DATA FOR THIS TASK.

+ + + + + + +

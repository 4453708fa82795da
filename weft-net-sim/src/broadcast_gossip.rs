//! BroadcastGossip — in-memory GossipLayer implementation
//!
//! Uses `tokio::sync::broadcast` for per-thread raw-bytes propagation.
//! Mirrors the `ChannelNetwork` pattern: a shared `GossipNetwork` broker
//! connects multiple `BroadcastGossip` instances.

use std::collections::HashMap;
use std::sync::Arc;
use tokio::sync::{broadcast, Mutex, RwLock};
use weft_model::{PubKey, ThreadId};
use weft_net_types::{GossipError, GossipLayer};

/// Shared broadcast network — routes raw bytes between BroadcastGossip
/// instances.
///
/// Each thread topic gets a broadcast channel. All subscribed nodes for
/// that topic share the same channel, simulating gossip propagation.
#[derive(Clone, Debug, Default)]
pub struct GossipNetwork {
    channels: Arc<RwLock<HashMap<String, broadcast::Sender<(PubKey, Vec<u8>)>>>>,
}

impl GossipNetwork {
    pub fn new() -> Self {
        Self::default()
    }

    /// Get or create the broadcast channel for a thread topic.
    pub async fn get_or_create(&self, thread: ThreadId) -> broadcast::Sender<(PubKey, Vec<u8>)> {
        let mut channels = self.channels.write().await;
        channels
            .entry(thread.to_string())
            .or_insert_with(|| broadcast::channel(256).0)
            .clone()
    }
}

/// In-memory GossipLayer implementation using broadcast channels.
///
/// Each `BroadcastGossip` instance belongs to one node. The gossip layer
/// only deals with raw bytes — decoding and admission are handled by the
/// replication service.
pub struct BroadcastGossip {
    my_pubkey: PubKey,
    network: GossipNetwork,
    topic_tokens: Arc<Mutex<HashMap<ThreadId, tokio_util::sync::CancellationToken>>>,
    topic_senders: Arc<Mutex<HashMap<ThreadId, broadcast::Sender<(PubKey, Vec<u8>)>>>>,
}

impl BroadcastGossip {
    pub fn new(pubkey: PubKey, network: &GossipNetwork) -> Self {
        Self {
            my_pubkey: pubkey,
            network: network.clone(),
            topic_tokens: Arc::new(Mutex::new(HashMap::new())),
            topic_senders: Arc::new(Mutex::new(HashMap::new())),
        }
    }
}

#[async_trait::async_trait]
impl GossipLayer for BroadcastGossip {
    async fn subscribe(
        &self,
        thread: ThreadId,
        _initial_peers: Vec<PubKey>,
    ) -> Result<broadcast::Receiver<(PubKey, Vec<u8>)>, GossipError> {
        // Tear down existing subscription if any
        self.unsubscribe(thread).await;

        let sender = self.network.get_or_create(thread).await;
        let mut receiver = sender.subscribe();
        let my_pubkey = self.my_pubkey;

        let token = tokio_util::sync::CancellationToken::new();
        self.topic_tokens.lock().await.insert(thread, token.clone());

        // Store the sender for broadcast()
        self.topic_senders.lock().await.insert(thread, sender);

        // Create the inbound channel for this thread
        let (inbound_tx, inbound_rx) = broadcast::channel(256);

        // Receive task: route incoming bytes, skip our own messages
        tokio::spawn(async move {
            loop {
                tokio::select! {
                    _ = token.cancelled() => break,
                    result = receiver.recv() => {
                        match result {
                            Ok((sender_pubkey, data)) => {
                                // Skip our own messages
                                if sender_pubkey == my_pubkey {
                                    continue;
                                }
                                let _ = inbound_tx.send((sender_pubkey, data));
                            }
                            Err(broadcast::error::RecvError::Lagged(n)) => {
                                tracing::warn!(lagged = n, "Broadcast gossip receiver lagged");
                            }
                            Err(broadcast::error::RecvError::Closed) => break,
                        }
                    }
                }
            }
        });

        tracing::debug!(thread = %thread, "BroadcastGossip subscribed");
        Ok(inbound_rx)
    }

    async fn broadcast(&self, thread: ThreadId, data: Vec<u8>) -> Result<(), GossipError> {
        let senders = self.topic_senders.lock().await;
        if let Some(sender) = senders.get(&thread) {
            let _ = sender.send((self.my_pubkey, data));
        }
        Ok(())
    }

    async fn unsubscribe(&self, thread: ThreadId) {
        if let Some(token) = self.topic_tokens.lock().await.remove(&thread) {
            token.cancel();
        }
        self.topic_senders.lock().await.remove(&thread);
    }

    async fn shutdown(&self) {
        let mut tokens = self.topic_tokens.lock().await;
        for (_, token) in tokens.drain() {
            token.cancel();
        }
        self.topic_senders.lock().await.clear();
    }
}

+ + + + + + +

WORK REQUIRED. Could you reproduce, exactly, every line above from the line with "let _ = sender.send((self.my_pubkey, data));" to the line with "let mut tokens", and no other line? Both ends count.

PROBLEM SOLUTION.
            let _ = sender.send((self.my_pubkey, data));
        }
        Ok(())
    }

    async fn unsubscribe(&self, thread: ThreadId) {
        if let Some(token) = self.topic_tokens.lock().await.remove(&thread) {
            token.cancel();
        }
        self.topic_senders.lock().await.remove(&thread);
    }

    async fn shutdown(&self) {
        let mut tokens = self.topic_tokens.lock().await;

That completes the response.